Records from a data source:
============================================================

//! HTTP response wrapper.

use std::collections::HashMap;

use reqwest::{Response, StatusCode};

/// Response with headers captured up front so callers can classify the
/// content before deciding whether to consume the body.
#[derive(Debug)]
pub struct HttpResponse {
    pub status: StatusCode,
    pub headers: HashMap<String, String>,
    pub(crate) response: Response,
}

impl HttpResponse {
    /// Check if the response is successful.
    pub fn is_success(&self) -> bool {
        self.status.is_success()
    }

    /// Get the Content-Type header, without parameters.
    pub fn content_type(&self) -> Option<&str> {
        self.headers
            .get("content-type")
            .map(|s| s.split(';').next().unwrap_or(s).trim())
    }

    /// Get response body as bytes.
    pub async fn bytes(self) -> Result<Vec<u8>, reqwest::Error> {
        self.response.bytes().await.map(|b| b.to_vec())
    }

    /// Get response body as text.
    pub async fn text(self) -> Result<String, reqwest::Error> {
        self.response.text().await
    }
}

============================================================

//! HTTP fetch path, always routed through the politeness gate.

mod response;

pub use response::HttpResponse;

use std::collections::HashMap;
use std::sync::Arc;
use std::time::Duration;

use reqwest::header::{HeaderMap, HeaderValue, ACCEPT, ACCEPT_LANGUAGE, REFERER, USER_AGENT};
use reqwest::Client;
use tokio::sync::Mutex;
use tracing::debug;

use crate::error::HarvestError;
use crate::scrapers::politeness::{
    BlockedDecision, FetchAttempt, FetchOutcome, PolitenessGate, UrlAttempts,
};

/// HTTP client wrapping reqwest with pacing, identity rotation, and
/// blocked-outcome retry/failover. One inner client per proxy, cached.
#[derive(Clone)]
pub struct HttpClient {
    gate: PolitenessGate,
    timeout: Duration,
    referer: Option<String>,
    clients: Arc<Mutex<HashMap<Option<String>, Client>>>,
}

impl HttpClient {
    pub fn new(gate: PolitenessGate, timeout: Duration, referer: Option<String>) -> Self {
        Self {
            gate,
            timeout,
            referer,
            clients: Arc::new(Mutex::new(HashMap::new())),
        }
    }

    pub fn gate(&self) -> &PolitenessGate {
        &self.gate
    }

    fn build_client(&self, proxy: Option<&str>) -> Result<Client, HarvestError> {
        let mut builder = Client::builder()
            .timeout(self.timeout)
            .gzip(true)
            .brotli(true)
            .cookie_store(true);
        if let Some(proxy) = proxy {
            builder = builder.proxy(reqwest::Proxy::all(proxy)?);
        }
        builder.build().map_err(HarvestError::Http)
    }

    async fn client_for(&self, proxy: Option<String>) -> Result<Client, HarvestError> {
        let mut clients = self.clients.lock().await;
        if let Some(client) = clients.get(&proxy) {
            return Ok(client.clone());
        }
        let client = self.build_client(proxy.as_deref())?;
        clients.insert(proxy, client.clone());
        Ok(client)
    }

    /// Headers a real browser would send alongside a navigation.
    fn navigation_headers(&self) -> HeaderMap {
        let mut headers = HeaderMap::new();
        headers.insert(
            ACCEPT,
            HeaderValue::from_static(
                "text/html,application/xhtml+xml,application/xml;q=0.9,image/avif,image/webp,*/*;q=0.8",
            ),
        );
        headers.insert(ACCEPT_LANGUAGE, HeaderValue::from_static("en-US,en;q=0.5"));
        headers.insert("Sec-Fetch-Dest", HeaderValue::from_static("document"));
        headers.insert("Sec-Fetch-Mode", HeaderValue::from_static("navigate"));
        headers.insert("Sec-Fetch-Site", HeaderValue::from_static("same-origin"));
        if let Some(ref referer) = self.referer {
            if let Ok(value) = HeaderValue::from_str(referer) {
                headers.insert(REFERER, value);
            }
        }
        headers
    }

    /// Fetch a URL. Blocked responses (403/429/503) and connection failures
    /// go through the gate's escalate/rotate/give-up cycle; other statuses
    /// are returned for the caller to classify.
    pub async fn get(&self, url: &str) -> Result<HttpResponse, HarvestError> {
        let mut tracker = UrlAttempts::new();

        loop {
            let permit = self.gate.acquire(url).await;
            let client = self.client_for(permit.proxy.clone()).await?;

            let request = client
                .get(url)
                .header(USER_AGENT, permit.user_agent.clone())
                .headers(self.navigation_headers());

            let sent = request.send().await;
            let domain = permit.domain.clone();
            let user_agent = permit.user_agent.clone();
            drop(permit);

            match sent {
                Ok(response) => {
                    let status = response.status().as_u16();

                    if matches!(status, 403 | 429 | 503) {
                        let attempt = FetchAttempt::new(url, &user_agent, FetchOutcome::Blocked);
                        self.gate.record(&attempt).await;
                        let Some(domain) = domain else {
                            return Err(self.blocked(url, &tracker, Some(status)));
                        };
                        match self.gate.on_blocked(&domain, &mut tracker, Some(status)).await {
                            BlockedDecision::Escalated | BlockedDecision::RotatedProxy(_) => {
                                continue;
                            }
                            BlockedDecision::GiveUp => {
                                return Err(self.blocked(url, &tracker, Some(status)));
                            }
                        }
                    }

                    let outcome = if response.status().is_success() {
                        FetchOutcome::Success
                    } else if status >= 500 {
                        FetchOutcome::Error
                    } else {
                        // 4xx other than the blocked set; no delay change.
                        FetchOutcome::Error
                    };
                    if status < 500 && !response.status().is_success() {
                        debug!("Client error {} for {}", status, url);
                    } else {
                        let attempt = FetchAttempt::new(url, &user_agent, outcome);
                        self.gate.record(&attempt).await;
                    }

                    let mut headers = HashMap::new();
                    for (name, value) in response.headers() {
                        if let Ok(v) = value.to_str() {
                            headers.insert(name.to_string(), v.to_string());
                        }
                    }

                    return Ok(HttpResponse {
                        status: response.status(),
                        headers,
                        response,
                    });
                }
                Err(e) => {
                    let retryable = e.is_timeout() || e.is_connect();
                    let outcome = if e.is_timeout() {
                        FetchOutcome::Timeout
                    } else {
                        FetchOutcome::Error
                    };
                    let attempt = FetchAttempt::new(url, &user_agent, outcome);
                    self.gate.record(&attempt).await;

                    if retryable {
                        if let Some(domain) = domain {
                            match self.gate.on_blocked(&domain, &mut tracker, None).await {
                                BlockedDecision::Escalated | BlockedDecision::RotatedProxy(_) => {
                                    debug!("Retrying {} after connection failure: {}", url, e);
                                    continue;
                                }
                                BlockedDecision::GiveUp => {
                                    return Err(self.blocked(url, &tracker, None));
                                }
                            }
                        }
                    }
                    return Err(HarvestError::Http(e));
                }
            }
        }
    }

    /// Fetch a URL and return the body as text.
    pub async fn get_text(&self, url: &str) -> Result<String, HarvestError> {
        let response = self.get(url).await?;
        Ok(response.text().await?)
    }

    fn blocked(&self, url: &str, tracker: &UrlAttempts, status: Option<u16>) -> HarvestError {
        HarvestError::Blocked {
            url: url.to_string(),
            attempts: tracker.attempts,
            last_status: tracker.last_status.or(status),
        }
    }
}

============================================================

> **Problem details**
Out of the data above, set down the lines from the one with "if let Some(client)" to the one with "fn navigation_headers(&self) ->", both included, exactly as written and with no additions.

> **Response for this exercise**
        if let Some(client) = clients.get(&proxy) {
            return Ok(client.clone());
        }
        let client = self.build_client(proxy.as_deref())?;
        clients.insert(proxy, client.clone());
        Ok(client)
    }

    /// Headers a real browser would send alongside a navigation.
    fn navigation_headers(&self) -> HeaderMap {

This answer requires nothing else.